TLP demands to be placed before parliament: PM

Published February 12, 2021
Prime Minister Imran Khan addresses the media in this file photo. — DawnNewsTV/File
Prime Minister Imran Khan addresses the media in this file photo. — DawnNewsTV/File

LAHORE: Prime Minister Imran Khan on Thursday said that as decided in a renewed agreement with the Tehreek-i-Labbaik Pakistan, his government would take the matter to parliament before April 20, the new deadline set for the implementation of the TLP’s demands.

The TLP had been threatening to stage a sit-in in Islamabad to protest against the PTI government’s failure to implement the agreement reached with it on Nov 16, which included demands like “expelling the French ambassador, severing ties with France and boycotting French products”, within three months through parliament.
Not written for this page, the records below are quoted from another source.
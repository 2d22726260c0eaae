//! Pipeline execution.
//!
//! This module runs the tiling components end to end and reports progress.

pub mod pipeline;
pub mod progress;

pub use pipeline::{resize_tiled, PipelineOutput, PipelineStats, TiledResizePipeline};
pub use progress::{CancelHandle, ProgressCallback, ProgressTracker, ProgressUpdate};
“We will do it. However, I want to tell the TLP people that no other government has done as much as this government to check this menace. We are not doing it for the TLP but because it is part of our faith. This (blasphemy) is a planned conspiracy, which keeps repeating itself in the West and disturbs peace.

“I was the one who wrote to the OIC, to the United Nations and heads of Islamic states to take up the issue. Only I and (Turkish President Recep Tayyip) Erdogan took up the matter on the world forums. Unless 20 to 25 heads of Muslim countries take up and pursue it seriously, international impact required to do the job may not be created,” he said.
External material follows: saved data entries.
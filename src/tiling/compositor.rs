//! Reassembly of staged tiles into the final canvas.

use crate::core::error::{TilingError, TilingResult};
use crate::core::types::{Axis, PixelBuffer, RunId, TileCoord};
use crate::staging::TileStore;
use crate::tiling::planner::TileDescriptor;
use image::imageops;
use log::debug;
use std::collections::{BTreeMap, HashSet};

/// Draws staged tiles onto a freshly allocated canvas.
#[derive(Debug, Clone, Copy, Default)]
pub struct TileCompositor;

/// Column widths and row heights read back from a set of descriptors.
#[derive(Debug)]
struct CanvasLayout {
    column_offsets: BTreeMap<u32, u32>,
    row_offsets: BTreeMap<u32, u32>,
}

impl TileCompositor {
    /// Create a new compositor.
    pub fn new() -> Self {
        Self
    }

    /// Build the `output_width x output_height` canvas from the tiles staged
    /// for `descriptors` in `run`.
    ///
    /// The layout is checked before anything is allocated. Each tile is
    /// deleted from the store right after it has been drawn.
    pub fn compose(
        &self,
        output_width: u32,
        output_height: u32,
        descriptors: &[TileDescriptor],
        store: &dyn TileStore,
        run: RunId,
    ) -> TilingResult<PixelBuffer> {
        let layout = CanvasLayout::check(output_width, output_height, descriptors)?;

        let mut canvas = PixelBuffer::new(output_width, output_height);
        for descriptor in descriptors {
            let key = descriptor.key(run);
            let tile = store.get(&key)?;

            if tile.width() != descriptor.dest.width {
                return Err(TilingError::DimensionMismatch {
                    axis: Axis::Horizontal,
                    coord: Some(descriptor.coord),
                    expected: descriptor.dest.width,
                    actual: tile.width(),
                });
            }
            if tile.height() != descriptor.dest.height {
                return Err(TilingError::DimensionMismatch {
                    axis: Axis::Vertical,
                    coord: Some(descriptor.coord),
                    expected: descriptor.dest.height,
                    actual: tile.height(),
                });
            }
            let (x, y) = tile.offset;
            if (x, y) != layout.offset_of(descriptor.coord) {
                return Err(TilingError::TileOverlapDetected {
                    coord: descriptor.coord,
                    x,
                    y,
                });
            }

            imageops::replace(&mut canvas, &tile.pixels, x as i64, y as i64);
            store.delete(&key)?;
        }

        debug!(
            "Composed {} tiles into {}x{} canvas",
            descriptors.len(),
            output_width,
            output_height
        );
        Ok(canvas)
    }
}

impl CanvasLayout {
    /// Verify the descriptors tile the canvas exactly and record where each
    /// column and row starts.
    fn check(
        output_width: u32,
        output_height: u32,
        descriptors: &[TileDescriptor],
    ) -> TilingResult<Self> {
        if output_width == 0 || output_height == 0 {
            return Err(TilingError::invalid_dimension(format!(
                "canvas size must be positive, got {}x{}",
                output_width, output_height
            )));
        }
        if descriptors.is_empty() {
            return Err(TilingError::invalid_dimension("no tiles to compose"));
        }

        let mut widths: BTreeMap<u32, u32> = BTreeMap::new();
        let mut heights: BTreeMap<u32, u32> = BTreeMap::new();
        let mut seen: HashSet<TileCoord> = HashSet::with_capacity(descriptors.len());

        for descriptor in descriptors {
            let coord = descriptor.coord;
            if !seen.insert(coord) {
                return Err(TilingError::TileOverlapDetected {
                    coord,
                    x: descriptor.dest.x,
                    y: descriptor.dest.y,
                });
            }
            consistent(&mut widths, coord.col, descriptor.dest.width, Axis::Horizontal, coord)?;
            consistent(&mut heights, coord.row, descriptor.dest.height, Axis::Vertical, coord)?;
        }

        let total_width: u64 = widths.values().map(|&w| w as u64).sum();
        if total_width != output_width as u64 {
            return Err(TilingError::DimensionMismatch {
                axis: Axis::Horizontal,
                coord: None,
                expected: output_width,
                actual: total_width.min(u32::MAX as u64) as u32,
            });
        }
        let total_height: u64 = heights.values().map(|&h| h as u64).sum();
        if total_height != output_height as u64 {
            return Err(TilingError::DimensionMismatch {
                axis: Axis::Vertical,
                coord: None,
                expected: output_height,
                actual: total_height.min(u32::MAX as u64) as u32,
            });
        }

        let cells = widths.len() * heights.len();
        if cells != descriptors.len() {
            return Err(TilingError::invalid_dimension(format!(
                "{} descriptors cannot fill a {}x{} grid",
                descriptors.len(),
                widths.len(),
                heights.len()
            )));
        }

        let layout = Self {
            column_offsets: offsets(&widths),
            row_offsets: offsets(&heights),
        };

        for descriptor in descriptors {
            if (descriptor.dest.x, descriptor.dest.y) != layout.offset_of(descriptor.coord) {
                return Err(TilingError::TileOverlapDetected {
                    coord: descriptor.coord,
                    x: descriptor.dest.x,
                    y: descriptor.dest.y,
                });
            }
        }

        Ok(layout)
    }

    fn offset_of(&self, coord: TileCoord) -> (u32, u32) {
        (
            self.column_offsets.get(&coord.col).copied().unwrap_or(0),
            self.row_offsets.get(&coord.row).copied().unwrap_or(0),
        )
    }
}

fn consistent(
    sizes: &mut BTreeMap<u32, u32>,
    index: u32,
    size: u32,
    axis: Axis,
    coord: TileCoord,
) -> TilingResult<()> {
    let expected = *sizes.entry(index).or_insert(size);
    if expected != size {
        return Err(TilingError::DimensionMismatch {
            axis,
            coord: Some(coord),
            expected,
            actual: size,
        });
    }
    Ok(())
}

/// Running sums in index order. Sizes are already known to sum to the
/// canvas size, so the additions cannot overflow.
fn offsets(sizes: &BTreeMap<u32, u32>) -> BTreeMap<u32, u32> {
    let mut offset = 0;
    sizes
        .iter()
        .map(|(&index, &size)| {
            let current = offset;
            offset += size;
            (index, current)
        })
        .collect()
}

#[cfg(test)]
mod tests {
    use super::*;
    use crate::core::types::TileRect;
    use crate::staging::{MemoryTileStore, StagedTile};
    use crate::tiling::planner::{TileGrid, TileGridPlanner};
    use image::Rgba;

    fn color(coord: TileCoord) -> Rgba<u8> {
        Rgba([coord.col as u8 * 40, coord.row as u8 * 40, 200, 255])
    }

    fn stage_solid(grid: &TileGrid, store: &MemoryTileStore, run: RunId) {
        for d in grid.descriptors() {
            let pixels = PixelBuffer::from_pixel(d.dest.width, d.dest.height, color(d.coord));
            store
                .put(d.key(run), StagedTile::new(pixels, d.dest.x, d.dest.y))
                .unwrap();
        }
    }

    #[test]
    fn test_composes_without_gaps() {
        let grid = TileGridPlanner::default()
            .plan(300, 300, 100, 100, 300, 300)
            .unwrap();
        let store = MemoryTileStore::new();
        let run = RunId::new();
        stage_solid(&grid, &store, run);

        let canvas = TileCompositor::new()
            .compose(300, 300, grid.descriptors(), &store, run)
            .unwrap();

        assert_eq!(canvas.dimensions(), (300, 300));
        for (x, y, pixel) in canvas.enumerate_pixels() {
            assert_eq!(*pixel, color(TileCoord::new(x / 100, y / 100)));
        }
        assert!(store.is_empty());
    }

    #[test]
    fn test_non_divisible_output() {
        let grid = TileGridPlanner::default()
            .plan(700, 250, 100, 100, 1000, 333)
            .unwrap();
        let store = MemoryTileStore::new();
        let run = RunId::new();
        stage_solid(&grid, &store, run);

        let canvas = TileCompositor::new()
            .compose(1000, 333, grid.descriptors(), &store, run)
            .unwrap();

        assert_eq!(canvas.dimensions(), (1000, 333));
        // Last column starts at 6 * 142 and runs to the right edge.
        assert_eq!(*canvas.get_pixel(852, 0), color(TileCoord::new(6, 0)));
        assert_eq!(*canvas.get_pixel(999, 332), color(TileCoord::new(6, 2)));
        assert_eq!(*canvas.get_pixel(851, 0), color(TileCoord::new(5, 0)));
    }

    #[test]
    fn test_canvas_mismatch_before_allocation() {
        let grid = TileGridPlanner::default()
            .plan(300, 300, 100, 100, 300, 300)
            .unwrap();
        let store = MemoryTileStore::new();
        let run = RunId::new();
        stage_solid(&grid, &store, run);

        let error = TileCompositor::new()
            .compose(301, 300, grid.descriptors(), &store, run)
            .unwrap_err();
        assert!(matches!(
            error,
            TilingError::DimensionMismatch { axis: Axis::Horizontal, expected: 301, actual: 300, .. }
        ));
        // Nothing was consumed.
        assert_eq!(store.len(), 9);
    }

    #[test]
    fn test_inconsistent_column_width() {
        let grid = TileGridPlanner::default()
            .plan(200, 200, 100, 100, 200, 200)
            .unwrap();
        let mut descriptors = grid.descriptors().to_vec();
        descriptors[3].dest.width = 90;

        let error = TileCompositor::new()
            .compose(200, 200, &descriptors, &MemoryTileStore::new(), RunId::new())
            .unwrap_err();
        assert_eq!(error.coord(), Some(TileCoord::new(1, 1)));
        assert!(matches!(error, TilingError::DimensionMismatch { .. }));
    }

    #[test]
    fn test_overlap_detected() {
        let grid = TileGridPlanner::default()
            .plan(200, 100, 100, 100, 200, 100)
            .unwrap();
        let store = MemoryTileStore::new();

        let mut duplicated = grid.descriptors().to_vec();
        duplicated.push(duplicated[0]);
        let error = TileCompositor::new()
            .compose(200, 100, &duplicated, &store, RunId::new())
            .unwrap_err();
        assert!(matches!(error, TilingError::TileOverlapDetected { .. }));

        let mut shifted = grid.descriptors().to_vec();
        shifted[1].dest = TileRect::new(50, 0, 100, 100);
        let error = TileCompositor::new()
            .compose(200, 100, &shifted, &store, RunId::new())
            .unwrap_err();
        assert!(matches!(error, TilingError::TileOverlapDetected { x: 50, .. }));
    }

    #[test]
    fn test_staged_tile_wrong_size() {
        let grid = TileGridPlanner::default()
            .plan(200, 100, 100, 100, 200, 100)
            .unwrap();
        let store = MemoryTileStore::new();
        let run = RunId::new();
        stage_solid(&grid, &store, run);

        let bad = grid.descriptors()[1];
        store.delete(&bad.key(run)).unwrap();
        store
            .put(bad.key(run), StagedTile::new(PixelBuffer::new(100, 99), 100, 0))
            .unwrap();

        let error = TileCompositor::new()
            .compose(200, 100, grid.descriptors(), &store, run)
            .unwrap_err();
        assert!(matches!(
            error,
            TilingError::DimensionMismatch { axis: Axis::Vertical, expected: 100, actual: 99, .. }
        ));
    }

    #[test]
    fn test_missing_tile() {
        let grid = TileGridPlanner::default()
            .plan(100, 100, 100, 100, 50, 50)
            .unwrap();
        let error = TileCompositor::new()
            .compose(50, 50, grid.descriptors(), &MemoryTileStore::new(), RunId::new())
            .unwrap_err();
        assert!(matches!(error, TilingError::NotFound(_)));
    }
}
The prime minister was speaking during an interview to a TV channel after the government held negotiations with the TLP as a result of which the religious outfit agreed to postpone its protest till April 20 and allow the government more time to implement the agreement it had signed last year.

Agreement reached between government and religious outfit to meet demands by April 20

The prime minster reminded the TLP that it must not forget that no one had done more than him to internationally highlight the issue of blasphemy, not because of the TLP but because it was an article of his faith.

As the three-month deadline, falling on Feb 16, neared, the government engaged the new TLP leadership, after the death of Khadim Hussain Rizvi, to give it time for meeting their demands. After getting an additional guarantee (from the prime minister), the TLP agreed to postpone its protest and allow time (till April 20) to meet “all its demands or risk the TLP returning to Islamabad for protest”.

The agreement was signed by Interior Minister Sheikh Rashid and Minister for Religious Affairs Noorul Haq Qadri from the government side and by Mohammad Shafiq Amini, Ghulam Ghous Rizvi and Ghulam Abbas Faizi on behalf of the TLP.

Thursday’s agreement is an extension of the previous one, signed on Nov 16, 2020, when the TLP picketed Faizabad interchange, cut off the twin cities from each other and the rest of the country to protest French President Emmanuel Macron defending his country’s freedom of speech in the wake of killing of a teacher who had shown blasphemous caricatures of the Holy Prophet (peace be upon him).

As the deadline of Feb 16 neared, the federal government went into talks with the TLP on the issue. According to the TLP, the government team expressed its inability to “implement” the agreement and wanted the TLP leadership to stop protesting it. “The TLP, however, refused to budge and warned the government to act or risk protest,” said a video message released by the party.

After protracted rounds of negotiations, the government team agreed to meet all the demands by April 20. However, the TLP wanted to have additional guarantees because “it were the same ministers who had signed the previous agreement but were unable to implement it. The TLP wanted the prime minister himself to be part of the agreement and commit himself to the cause,” the video message said.

According to a Dawn.com report, the new agreement said: “Negotiations have been going on between the Government of Pakistan and TLP on this problem for a month during which the government has reaffirmed its resolve. Terms of the [previous] agreement will be presented in parliament by April 20, 2021, and decisions will be taken with the approval of the parliament.”

It also said that names of TLP members that had been placed on the Fourth Schedule of the Anti-Terrorism Act (ATA) would be removed.

According to the ATA 1997, any individual placed on the Fourth Schedule or watch list is bound to inform the respective police station before leaving their hometowns and after return and about their activities.